15.08.2012
Was sind Frühe Hilfen?
Mechthild Paul, Nationales Zentrum Frühe Hilfen
Schlagwörter:Eltern, Familie, Frühe Hilfen, Jugendhilfe, Kinderschutz, Netzwerk, Prävention
Seit einigen Jahren findet ein intensiver fachpolitischer Diskurs um die Frühen Hilfen statt. Dieser Diskurs hat dazu geführt, dass die Frühen Hilfen eine Verankerung im neuen Bundeskinderschutzgesetz fanden. Aber was ist das „Neue“ an den Frühen Hilfen, welche Hoffnungen werden mit den Frühen Hilfen verbunden?
Frühe Hilfen: Begriffsbestimmung
Frühe Hilfen bilden lokale und regionale Unterstützungssysteme mit koordinierten Hilfeangeboten für Eltern und Kinder ab Beginn der Schwangerschaft und in den ersten Lebensjahren mit einem Schwerpunkt auf der Altersgruppe der Null- bis Dreijährigen. Sie zielen darauf ab, Entwicklungsmöglichkeiten von Kindern und Eltern in Familie und Gesellschaft frühzeitig und nachhaltig zu verbessern. Neben alltagspraktischer Unterstützung wollen Frühe Hilfen insbesondere einen Beitrag zur Förderung der Beziehungs- und Erziehungskompetenz von (werdenden) Müttern und Vätern leisten.

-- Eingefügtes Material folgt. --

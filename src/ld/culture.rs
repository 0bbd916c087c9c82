// Culture filtering
//
//  Copyright (C) 2024 wixrs contributors.
//
//  This file is part of wixrs.
//
//  This program is free software: you can redistribute it and/or modify
//  it under the terms of the GNU General Public License as published by
//  the Free Software Foundation, either version 3 of the License, or
//  (at your option) any later version.
//
//  This program is distributed in the hope that it will be useful,
//  but WITHOUT ANY WARRANTY; without even the implied warranty of
//  MERCHANTABILITY or FITNESS FOR A PARTICULAR PURPOSE.  See the
//  GNU General Public License for more details.
//
//  You should have received a copy of the GNU General Public License
//  along with this program.  If not, see <http://www.gnu.org/licenses/>.

//! Selection of localizations by culture.
//!
//! Two historical conventions are preserved here because tooling depends
//!   on them:
//!
//!   - the token `null` anywhere in the list disables filtering
//!       entirely; and
//!   - the token `neutral` denotes the neutral culture,
//!       whose key is the empty string.
//!
//! The neutral culture always survives filtering and is always consulted
//!   last.

use crate::ir::Localization;

/// Token that disables filtering.
pub const NO_FILTER: &str = "null";

/// Token naming the neutral culture.
pub const NEUTRAL: &str = "neutral";

/// Ordered culture preference.
///
/// [`None`] accepts every culture in the order given.
#[derive(Debug, Clone, Default, PartialEq, Eq)]
pub struct CultureFilter(Option<Vec<String>>);

impl CultureFilter {
    pub fn new<I, S>(cultures: I) -> Self
    where
        I: IntoIterator<Item = S>,
        S: AsRef<str>,
    {
        let mut list = Vec::new();

        for culture in cultures {
            match culture.as_ref() {
                NO_FILTER => return Self(None),
                NEUTRAL => list.push(String::new()),
                other => list.push(other.to_string()),
            }
        }

        if list.is_empty() {
            Self(None)
        } else {
            Self(Some(list))
        }
    }

    pub fn is_enabled(&self) -> bool {
        self.0.is_some()
    }

    pub fn accepts(&self, culture: &str) -> bool {
        self.rank(culture).is_some()
    }

    /// Position of `culture` in order of preference,
    ///   or [`None`] if it does not survive the filter.
    fn rank(&self, culture: &str) -> Option<usize> {
        if culture.is_empty() {
            return Some(usize::MAX);
        }

        match &self.0 {
            None => Some(0),
            Some(list) => list.iter().position(|c| c == culture),
        }
    }

    /// Drop localizations that do not survive the filter and order the
    ///   remainder by preference.
    ///
    /// The sort is stable,
    ///   so localizations of equal preference keep their input order.
    pub fn apply(&self, localizations: Vec<Localization>) -> Vec<Localization> {
        let mut ranked = localizations
            .into_iter()
            .filter_map(|loc| self.rank(loc.culture()).map(|rank| (rank, loc)))
            .collect::<Vec<_>>();

        ranked.sort_by_key(|(rank, _)| *rank);
        ranked.into_iter().map(|(_, loc)| loc).collect()
    }
}

#[cfg(test)]
mod test {
    use super::*;

    fn locs(cultures: &[&str]) -> Vec<Localization> {
        cultures.iter().map(|c| Localization::new(*c, None)).collect()
    }

    fn cultures(locs: &[Localization]) -> Vec<&str> {
        locs.iter().map(Localization::culture).collect()
    }

    #[test]
    fn empty_list_disables_filter() {
        let sut = CultureFilter::new(Vec::<String>::new());

        assert!(!sut.is_enabled());
        assert_eq!(
            vec!["de-DE", "en-US", ""],
            cultures(&sut.apply(locs(&["de-DE", "", "en-US"])))
        );
    }

    #[test]
    fn null_token_disables_filter() {
        let sut = CultureFilter::new(["fr-FR", NO_FILTER]);

        assert_eq!(CultureFilter::new(Vec::<&str>::new()), sut);
        assert!(sut.accepts("ja-JP"));
    }

    #[test]
    fn neutral_token_is_empty_culture() {
        let sut = CultureFilter::new([NEUTRAL]);

        assert_eq!(CultureFilter::new([""]), sut);
        assert!(sut.is_enabled());
        assert!(sut.accepts(""));
        assert!(!sut.accepts("en-US"));
    }

    #[test]
    fn filters_and_orders_by_preference() {
        let sut = CultureFilter::new(["en-US", "de-DE"]);

        assert_eq!(
            vec!["en-US", "de-DE", ""],
            cultures(&sut.apply(locs(&["de-DE", "fr-FR", "", "en-US"])))
        );
    }
}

Damit tragen sie maßgeblich zum gesunden Aufwachsen von Kindern bei und sichern deren Rechte auf Schutz, Förderung und Teilhabe.
Frühe Hilfen umfassen vielfältige sowohl allgemeine als auch spezifische, aufeinander bezogene und einander ergänzende Angebote und Maßnahmen. Grundlegend sind Angebote, die sich an alle (werdenden) Eltern mit ihren Kindern im Sinne der Gesundheitsförderung richten (universelle/primäre Prävention). Darüber hinaus wenden sich Frühe Hilfen insbesondere an Familien in Problemlagen (selektive/sekundäre Prävention). Frühe Hilfen tragen in der Arbeit mit den Familien dazu bei, dass Risiken für das Wohl und die Entwicklung des Kindes frühzeitig wahrgenommen und reduziert werden. Wenn die Hilfen nicht ausreichen, eine Gefährdung des Kindeswohls abzuwenden, sorgen Frühe Hilfen dafür, dass weitere Maßnahmen zum Schutz des Kindes ergriffen werden.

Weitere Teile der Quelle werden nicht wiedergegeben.